··· Given records ···
//! Reference-counted broker connection pool
//!
//! Connections are keyed by broker URL and shared by every adapter built on
//! the same pool. Dedicated connections for blocking readers are keyed by
//! URL and owner. The physical connection is dropped only when the last
//! lease is released. A connection-limit error puts the URL into a cooldown
//! window during which no new connection is attempted.

use serde::Serialize;
use std::collections::HashMap;
use std::sync::atomic::{AtomicU64, Ordering};
use std::sync::Arc;
use std::time::Duration;
use tokio::sync::Mutex;
use tokio::time::Instant;
use tracing::{debug, info, warn};

use super::error::{BusError, BusResult};
use super::stream::{Connector, StreamClient, StreamError};

#[derive(Debug, Clone)]
pub struct PoolConfig {
    /// Maximum number of connections held open at once, shared and dedicated
    pub max_entries: usize,
    /// Cooldown after the broker reports its connection limit
    pub backoff: Duration,
}

impl Default for PoolConfig {
    fn default() -> Self {
        Self {
            max_entries: 16,
            backoff: Duration::from_secs(60),
        }
    }
}

/// A share of a pooled connection
#[derive(Clone)]
pub struct PoolLease {
    pub url: String,
    key: String,
    pub client: Arc<dyn StreamClient>,
    generation: u64,
}

impl std::fmt::Debug for PoolLease {
    fn fmt(&self, f: &mut std::fmt::Formatter<'_>) -> std::fmt::Result {
        f.debug_struct("PoolLease")
            .field("url", &self.url)
            .field("generation", &self.generation)
            .finish()
    }
}

struct PoolEntry {
    client: Arc<dyn StreamClient>,
    refs: usize,
    generation: u64,
}

#[derive(Default)]
struct PoolState {
    entries: HashMap<String, PoolEntry>,
    cooldowns: HashMap<String, Instant>,
    next_generation: u64,
}

#[derive(Debug, Default)]
struct PoolCounters {
    open: AtomicU64,
    created: AtomicU64,
    reused: AtomicU64,
    closed: AtomicU64,
    invalidated: AtomicU64,
    backoff_rejections: AtomicU64,
}

#[derive(Debug, Clone, Default, PartialEq, Eq, Serialize)]
pub struct PoolStats {
    pub open_connections: usize,
    pub created: u64,
    pub reused: u64,
    pub closed: u64,
    pub invalidated: u64,
    pub backoff_rejections: u64,
}

pub struct ConnectionPool {
    connector: Arc<dyn Connector>,
    config: PoolConfig,
    state: Mutex<PoolState>,
    counters: PoolCounters,
}

impl ConnectionPool {
    pub fn new(connector: Arc<dyn Connector>, config: PoolConfig) -> Self {
        Self {
            connector,
            config,
            state: Mutex::new(PoolState::default()),
            counters: PoolCounters::default(),
        }
    }

    /// Take a share of the connection for `url`, opening one if needed
    pub async fn acquire(&self, url: &str) -> BusResult<PoolLease> {
        self.acquire_keyed(url, url.to_string()).await
    }

    /// Open a connection to `url` that only `owner` uses
    ///
    /// Blocking reads park the broker connection they run on, so each reader
    /// gets its own entry. It still counts against the pool limit and the
    /// cooldown window, and closes when the lease is released.
    pub async fn acquire_dedicated(&self, url: &str, owner: &str) -> BusResult<PoolLease> {
        self.acquire_keyed(url, format!("{}#{}", url, owner)).await
    }

    async fn acquire_keyed(&self, url: &str, key: String) -> BusResult<PoolLease> {
        {
            let mut state = self.state.lock().await;

            if let Some(lease) = self.share(&mut state, url, &key) {
                return Ok(lease);
            }

            if let Some(remaining) = Self::cooldown_remaining(&mut state, url) {
                self.counters
                    .backoff_rejections
                    .fetch_add(1, Ordering::Relaxed);
                return Err(BusError::BackoffActive {
                    url: url.to_string(),
                    retry_in_secs: remaining.as_secs_f64().ceil() as u64,
                });
            }

            if state.entries.len() >= self.config.max_entries {
                return Err(self.pool_full(url));
            }
        }

        // The state lock is not held while connecting
        info!("Opening broker connection to {}", url);
        let client = match self.connector.connect(url).await {
            Ok(client) => client,
            Err(StreamError::ResourceExhausted(reason)) => {
                self.record_exhaustion(url).await;
                return Err(BusError::ResourceExhausted {
                    url: url.to_string(),
                    reason,
                });
            }
            Err(StreamError::ConnectionRefused(reason)) => {
                return Err(BusError::ConnectionRefused {
                    url: url.to_string(),
                    reason,
                });
            }
            Err(StreamError::Other(reason)) => {
                return Err(BusError::Transient {
                    topic: String::new(),
                    reason: format!("failed to connect to {}: {}", url, reason),
                });
            }
        };

        let mut state = self.state.lock().await;

        if let Some(lease) = self.share(&mut state, url, &key) {
            debug!("Another task connected to {} first, dropping the extra connection", url);
            return Ok(lease);
        }
        if state.entries.len() >= self.config.max_entries {
            return Err(self.pool_full(url));
        }

        state.next_generation += 1;
        let generation = state.next_generation;
        state.entries.insert(
            key.clone(),
            PoolEntry {
                client: Arc::clone(&client),
                refs: 1,
                generation,
            },
        );
        self.counters.created.fetch_add(1, Ordering::Relaxed);
        self.counters.open.fetch_add(1, Ordering::Relaxed);
        info!("Connected to broker at {}", url);

        Ok(PoolLease {
            url: url.to_string(),
            key,
            client,
            generation,
        })
    }

    fn share(&self, state: &mut PoolState, url: &str, key: &str) -> Option<PoolLease> {
        let entry = state.entries.get_mut(key)?;
        entry.refs += 1;
        self.counters.reused.fetch_add(1, Ordering::Relaxed);
        debug!("Reusing pooled connection to {} (refs={})", url, entry.refs);
        Some(PoolLease {
            url: url.to_string(),
            key: key.to_string(),
            client: Arc::clone(&entry.client),
            generation: entry.generation,
        })
    }

    fn pool_full(&self, url: &str) -> BusError {
        BusError::ResourceExhausted {
            url: url.to_string(),
            reason: format!(
                "connection pool is full ({} entries)",
                self.config.max_entries
            ),
        }
    }

    /// Give back a share. The connection closes when no share remains.
    pub async fn release(&self, lease: PoolLease) {
        let mut state = self.state.lock().await;

        let remove = match state.entries.get_mut(&lease.key) {
            Some(entry) if entry.generation == lease.generation => {
                entry.refs = entry.refs.saturating_sub(1);
                entry.refs == 0
            }
            // Already invalidated and possibly replaced; nothing to release.
            _ => false,
        };

        if remove {
            state.entries.remove(&lease.key);
            self.counters.open.fetch_sub(1, Ordering::Relaxed);
            self.counters.closed.fetch_add(1, Ordering::Relaxed);
            info!("Closed broker connection to {} (no remaining references)", lease.url);
        }
    }

    /// Drop a broken connection so the next acquire opens a fresh one
    pub async fn invalidate(&self, lease: &PoolLease) {
        let mut state = self.state.lock().await;

        let matches = state
            .entries
            .get(&lease.key)
            .map(|entry| entry.generation == lease.generation)
            .unwrap_or(false);

        if matches {
            state.entries.remove(&lease.key);
            self.counters.open.fetch_sub(1, Ordering::Relaxed);
            self.counters.invalidated.fetch_add(1, Ordering::Relaxed);
            warn!("Invalidated pooled connection to {}", lease.url);
        }
    }

    /// Enter the cooldown window for `url`. Open connections stay cached.
    pub async fn record_exhaustion(&self, url: &str) {
        let mut state = self.state.lock().await;
        self.start_cooldown(&mut state, url);
    }

    /// Time left in the cooldown window for `url`, if any
    pub async fn backoff_remaining(&self, url: &str) -> Option<Duration> {
        let mut state = self.state.lock().await;
        Self::cooldown_remaining(&mut state, url)
    }

    pub(crate) fn note_backoff_rejection(&self) {
        self.counters
            .backoff_rejections
            .fetch_add(1, Ordering::Relaxed);
    }

    pub fn stats(&self) -> PoolStats {
        let get = |c: &AtomicU64| c.load(Ordering::Relaxed);
        PoolStats {
            open_connections: get(&self.counters.open) as usize,
            created: get(&self.counters.created),
            reused: get(&self.counters.reused),
            closed: get(&self.counters.closed),
            invalidated: get(&self.counters.invalidated),
            backoff_rejections: get(&self.counters.backoff_rejections),
        }
    }

    pub async fn ref_count(&self, url: &str) -> usize {
        let state = self.state.lock().await;
        state.entries.get(url).map(|e| e.refs).unwrap_or(0)
    }

    fn start_cooldown(&self, state: &mut PoolState, url: &str) {
        let until = Instant::now() + self.config.backoff;
        state.cooldowns.insert(url.to_string(), until);
        warn!(
            "Broker at {} reported its connection limit, suppressing new connections for {}s",
            url,
            self.config.backoff.as_secs()
        );
    }

    fn cooldown_remaining(state: &mut PoolState, url: &str) -> Option<Duration> {
        let until = *state.cooldowns.get(url)?;
        let now = Instant::now();
        if now >= until {
            state.cooldowns.remove(url);
            info!("Connection backoff for {} expired", url);
            None
        } else {
            Some(until - now)
        }
    }
}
···
# Task to complete
Only the lines containing the string "StreamClient" are needed; pull them out of the records.

# Solution
use super::stream::{Connector, StreamClient, StreamError};
    pub client: Arc<dyn StreamClient>,
    client: Arc<dyn StreamClient>,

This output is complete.